Auteur: Helle Helle
Titre Original: Chienne de vie
Date de Parution : 3 janvier 2011
Éditeur : Le Serpent à plume
Nombre de pages : 230
Prix : 19,30€ 18,34€
Quatrième de couverture : Bente plaque tout. Son appart, son mari. Elle
échoue dans un endroit isolé au bout du bout du Danemark. C'est là que Johnny et
Cocotte la trouvent à un arrêt de bus. Ils l'adoptent.

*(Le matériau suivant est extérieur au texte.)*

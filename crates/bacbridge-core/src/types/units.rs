//! BACnet engineering units and their host-side symbols.

use super::normalize_token;

macro_rules! engineering_units {
    ($($variant:ident = $code:literal => $name:literal, $symbol:literal;)+) => {
        /// The subset of BACnet engineering units the bridge translates.
        #[derive(Debug, Clone, Copy, PartialEq, Eq, Hash)]
        #[cfg_attr(feature = "serde", derive(serde::Serialize, serde::Deserialize))]
        pub enum EngineeringUnits {
            $($variant,)+
        }

        impl EngineeringUnits {
            pub const fn code(self) -> u32 {
                match self {
                    $(Self::$variant => $code,)+
                }
            }

            pub const fn from_code(code: u32) -> Option<Self> {
                match code {
                    $($code => Some(Self::$variant),)+
                    _ => None,
                }
            }

            /// The camel-case enumeration name, e.g. `degreesFahrenheit`.
            pub const fn name(self) -> &'static str {
                match self {
                    $(Self::$variant => $name,)+
                }
            }

            /// Display symbol used on the host side, e.g. `°F`.
            pub const fn symbol(self) -> &'static str {
                match self {
                    $(Self::$variant => $symbol,)+
                }
            }

            const ALL: &'static [Self] = &[$(Self::$variant,)+];
        }
    };
}

engineering_units! {
    Milliamperes = 2 => "milliamperes", "mA";
    Amperes = 3 => "amperes", "A";
    Volts = 5 => "volts", "V";
    Kilovolts = 6 => "kilovolts", "kV";
    WattHours = 18 => "wattHours", "Wh";
    KilowattHours = 19 => "kilowattHours", "kWh";
    Hertz = 27 => "hertz", "Hz";
    Millimeters = 30 => "millimeters", "mm";
    Meters = 31 => "meters", "m";
    Luxes = 37 => "luxes", "lx";
    Watts = 47 => "watts", "W";
    Kilowatts = 48 => "kilowatts", "kW";
    Pascals = 53 => "pascals", "Pa";
    Kilopascals = 54 => "kilopascals", "kPa";
    Bars = 55 => "bars", "bar";
    DegreesCelsius = 62 => "degreesCelsius", "°C";
    DegreesKelvin = 63 => "degreesKelvin", "K";
    DegreesFahrenheit = 64 => "degreesFahrenheit", "°F";
    MetersPerSecond = 74 => "metersPerSecond", "m/s";
    KilometersPerHour = 75 => "kilometersPerHour", "km/h";
    CubicMetersPerSecond = 85 => "cubicMetersPerSecond", "m3/s";
    LitersPerMinute = 88 => "litersPerMinute", "L/min";
    NoUnits = 95 => "noUnits", "";
    PartsPerMillion = 96 => "partsPerMillion", "ppm";
    Percent = 98 => "percent", "%";
    Centimeters = 118 => "centimeters", "cm";
    Millivolts = 124 => "millivolts", "mV";
    Kilohertz = 129 => "kilohertz", "kHz";
    Megahertz = 130 => "megahertz", "MHz";
    Millibars = 134 => "millibars", "mbar";
    CubicMetersPerHour = 135 => "cubicMetersPerHour", "m3/h";
    LitersPerHour = 136 => "litersPerHour", "L/h";
}

impl EngineeringUnits {
    /// Matches the enumeration name in any spelling (`degrees-fahrenheit`,
    /// `DEGREES_FAHRENHEIT`, singular `degreeFahrenheit`, ...).
    pub fn from_name(text: &str) -> Option<Self> {
        let key = normalize_token(text);
        if key.is_empty() {
            return None;
        }
        Self::ALL.iter().copied().find(|unit| {
            let name = normalize_token(unit.name());
            name == key || name.replacen("degrees", "degree", 1) == key || name == format!("{key}s")
        })
    }

    /// Resolves a host unit of measurement (`°C`, `kWh`, `m3/h`) or a BACnet
    /// enumeration name to a unit.
    pub fn from_host_uom(uom: &str) -> Option<Self> {
        if let Some(unit) = Self::from_name(uom) {
            return Some(unit);
        }
        let key = host_uom_key(uom);
        if key.is_empty() {
            return None;
        }
        let unit = match key.as_str() {
            "°c" => Self::DegreesCelsius,
            "°f" => Self::DegreesFahrenheit,
            "k" => Self::DegreesKelvin,
            "l/min" => Self::LitersPerMinute,
            "l/h" => Self::LitersPerHour,
            other => {
                return Self::ALL
                    .iter()
                    .copied()
                    .find(|unit| !unit.symbol().is_empty() && unit.symbol().to_lowercase() == other)
            }
        };
        Some(unit)
    }
}

/// Turns a raw unit read from a remote device into the host display form.
///
/// Known enumeration names and numeric codes become their symbol; `c`/`degC`
/// and `f`/`degF` are accepted as shorthands; anything else is passed through
/// trimmed. Blank input yields `None`.
pub fn normalize_unit_text(raw: &str) -> Option<String> {
    let trimmed = raw.trim();
    if trimmed.is_empty() {
        return None;
    }
    let key = normalize_token(trimmed);
    let unit = match key.parse::<u32>() {
        Ok(code) => match EngineeringUnits::from_code(code) {
            Some(unit) => Some(unit),
            None => return Some(trimmed.to_string()),
        },
        Err(_) => EngineeringUnits::from_name(trimmed),
    };
    if let Some(unit) = unit {
        let symbol = unit.symbol();
        return (!symbol.is_empty()).then(|| symbol.to_string());
    }
    match key.as_str() {
        "c" | "degc" => Some("°C".to_string()),
        "f" | "degf" => Some("°F".to_string()),
        _ => Some(trimmed.to_string()),
    }
}

/// Default change-of-value increment for a locally published analog object,
/// chosen from the unit of measurement of its source.
pub fn default_cov_increment(uom: Option<&str>) -> f32 {
    let Some(uom) = uom else {
        return 0.5;
    };
    match host_uom_key(uom).as_str() {
        "°c" | "°f" | "k" => 0.2,
        "%" => 2.0,
        "w" => 5.0,
        "kw" => 0.1,
        "v" => 0.5,
        "mv" => 5.0,
        "kv" => 0.01,
        "a" => 0.1,
        "ma" => 1.0,
        "ka" => 0.01,
        "pa" => 10.0,
        "kpa" | "mbar" | "bar" => 0.1,
        "lx" => 10.0,
        "ppm" => 50.0,
        "wh" => 100.0,
        "kwh" => 0.1,
        _ => 0.5,
    }
}

fn host_uom_key(uom: &str) -> String {
    uom.trim()
        .to_lowercase()
        .replace("° c", "°c")
        .replace("° f", "°f")
        .replace(" c", "°c")
        .replace(" f", "°f")
}

#[cfg(test)]
mod tests {
    use super::{default_cov_increment, normalize_unit_text, EngineeringUnits};

    #[test]
    fn codes_and_names_agree() {
        for unit in EngineeringUnits::ALL {
            assert_eq!(EngineeringUnits::from_code(unit.code()), Some(*unit));
            assert_eq!(EngineeringUnits::from_name(unit.name()), Some(*unit));
        }
        assert_eq!(EngineeringUnits::from_code(64), Some(EngineeringUnits::DegreesFahrenheit));
        assert_eq!(EngineeringUnits::from_code(9999), None);
    }

    #[test]
    fn normalizes_remote_unit_text() {
        assert_eq!(normalize_unit_text("degreesFahrenheit").as_deref(), Some("°F"));
        assert_eq!(normalize_unit_text("degree-celsius").as_deref(), Some("°C"));
        assert_eq!(normalize_unit_text("64").as_deref(), Some("°F"));
        assert_eq!(normalize_unit_text("degF").as_deref(), Some("°F"));
        assert_eq!(normalize_unit_text("kilowattHours").as_deref(), Some("kWh"));
        assert_eq!(normalize_unit_text(" furlongs ").as_deref(), Some("furlongs"));
        assert_eq!(normalize_unit_text("   "), None);
        assert_eq!(normalize_unit_text("noUnits"), None);
    }

    #[test]
    fn resolves_host_units() {
        assert_eq!(EngineeringUnits::from_host_uom("°C"), Some(EngineeringUnits::DegreesCelsius));
        assert_eq!(EngineeringUnits::from_host_uom("° F"), Some(EngineeringUnits::DegreesFahrenheit));
        assert_eq!(EngineeringUnits::from_host_uom("kWh"), Some(EngineeringUnits::KilowattHours));
        assert_eq!(EngineeringUnits::from_host_uom("m3/h"), Some(EngineeringUnits::CubicMetersPerHour));
        assert_eq!(EngineeringUnits::from_host_uom("L/min"), Some(EngineeringUnits::LitersPerMinute));
        assert_eq!(EngineeringUnits::from_host_uom("percent"), Some(EngineeringUnits::Percent));
        assert_eq!(EngineeringUnits::from_host_uom("widgets"), None);
    }

    #[test]
    fn cov_increment_follows_unit() {
        assert_eq!(default_cov_increment(Some("°C")), 0.2);
        assert_eq!(default_cov_increment(Some("%")), 2.0);
        assert_eq!(default_cov_increment(Some("kWh")), 0.1);
        assert_eq!(default_cov_increment(Some("ppm")), 50.0);
        assert_eq!(default_cov_increment(None), 0.5);
        assert_eq!(default_cov_increment(Some("widgets")), 0.5);
    }
}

Mais Johnny est victime d'un accident et Bente se retrouve seule chez
eux. Livrée à elle-même, elle va petit à petit entrer dans l'intimité du
couple, en s'occupant de leurs chiens, de leur maison, et ainsi peut-être,
redonner un sens à sa vie.
Extrait
Je cherche un bon endroit pour pleurer. Ce n'est pas si facile à
trouver. Mon voyage en bus a duré des heures, et à présent je suis assise sur
un vieux banc tout près de la côte. Il n'y a pas de ferry ici. Seulement un bac
qui traverse les bestiaux sur une île déserte au gré des saisons.
J'habite un lotissement avec de nombreuses fenêtres qui donnent sur la
route. J'aurais peut-être mieux fait d'en nettoyer quelques-unes. Enfin, de
toute façon, on ne voit plus à travers à cause des plantes. L'été dernier avait
été humide et la végétation avait poussé d'un coup. Aujourd'hui c'est l'hiver,
je ne rentrerai plus chez moi. D'habitude, à cette heure-ci, je dors un peu
dans le canapé. Bjørnvig est à la clinique. Il gèle une verrue.
Le vent souffle fort. Il m'a fouetté le visage lorsque je suis descendue
du bus avec ma valise à roulettes. Le ciel est gris foncé au-dessus de la mer.
A droite, sur la piste cyclable qui longe l'eau, un homme en bleu de travail
s'approche péniblement sur son vélo. Il incline le buste vers le guidon en
pédalant. Je fais ça, moi aussi. C'est pour ça que je ne me déplace jamais à
vélo. Il s'arrête et descend. Scrute l'horizon, plante ses poings sur les
hanches. Il sait que je suis assise ici. Je baisse les yeux sur mes gants de
pécari.
Il remonte en selle et poursuit sa route le long de la mer. Dans
quelques instants, il bifurquera et s'éloignera de la piste cyclable pour
passer devant le cabanon et se diriger vers moi. Il tire son vélo sur les
derniers mètres qui nous séparent. Ses cheveux sont foncés et clairsemés. Il
n'est pas très vieux pourtant, quelques années de moins que moi.
- Vous êtes bien, là ? dit-il.
- Oui.
- Vous risquez d'y rester un moment.
- Je verrai, dis-je, pelotonnée dans mon châle. Nous regardons tous les
deux le panneau où sont affichés les horaires, puis la valise à roulettes.
- Eh bien, bonne chance, dit-il en remontant sur son vélo.
Il repart, rivé à sa selle, lève deux doigts en signe de salut. Il a le
vent dans le dos cette fois, et disparaît rapidement.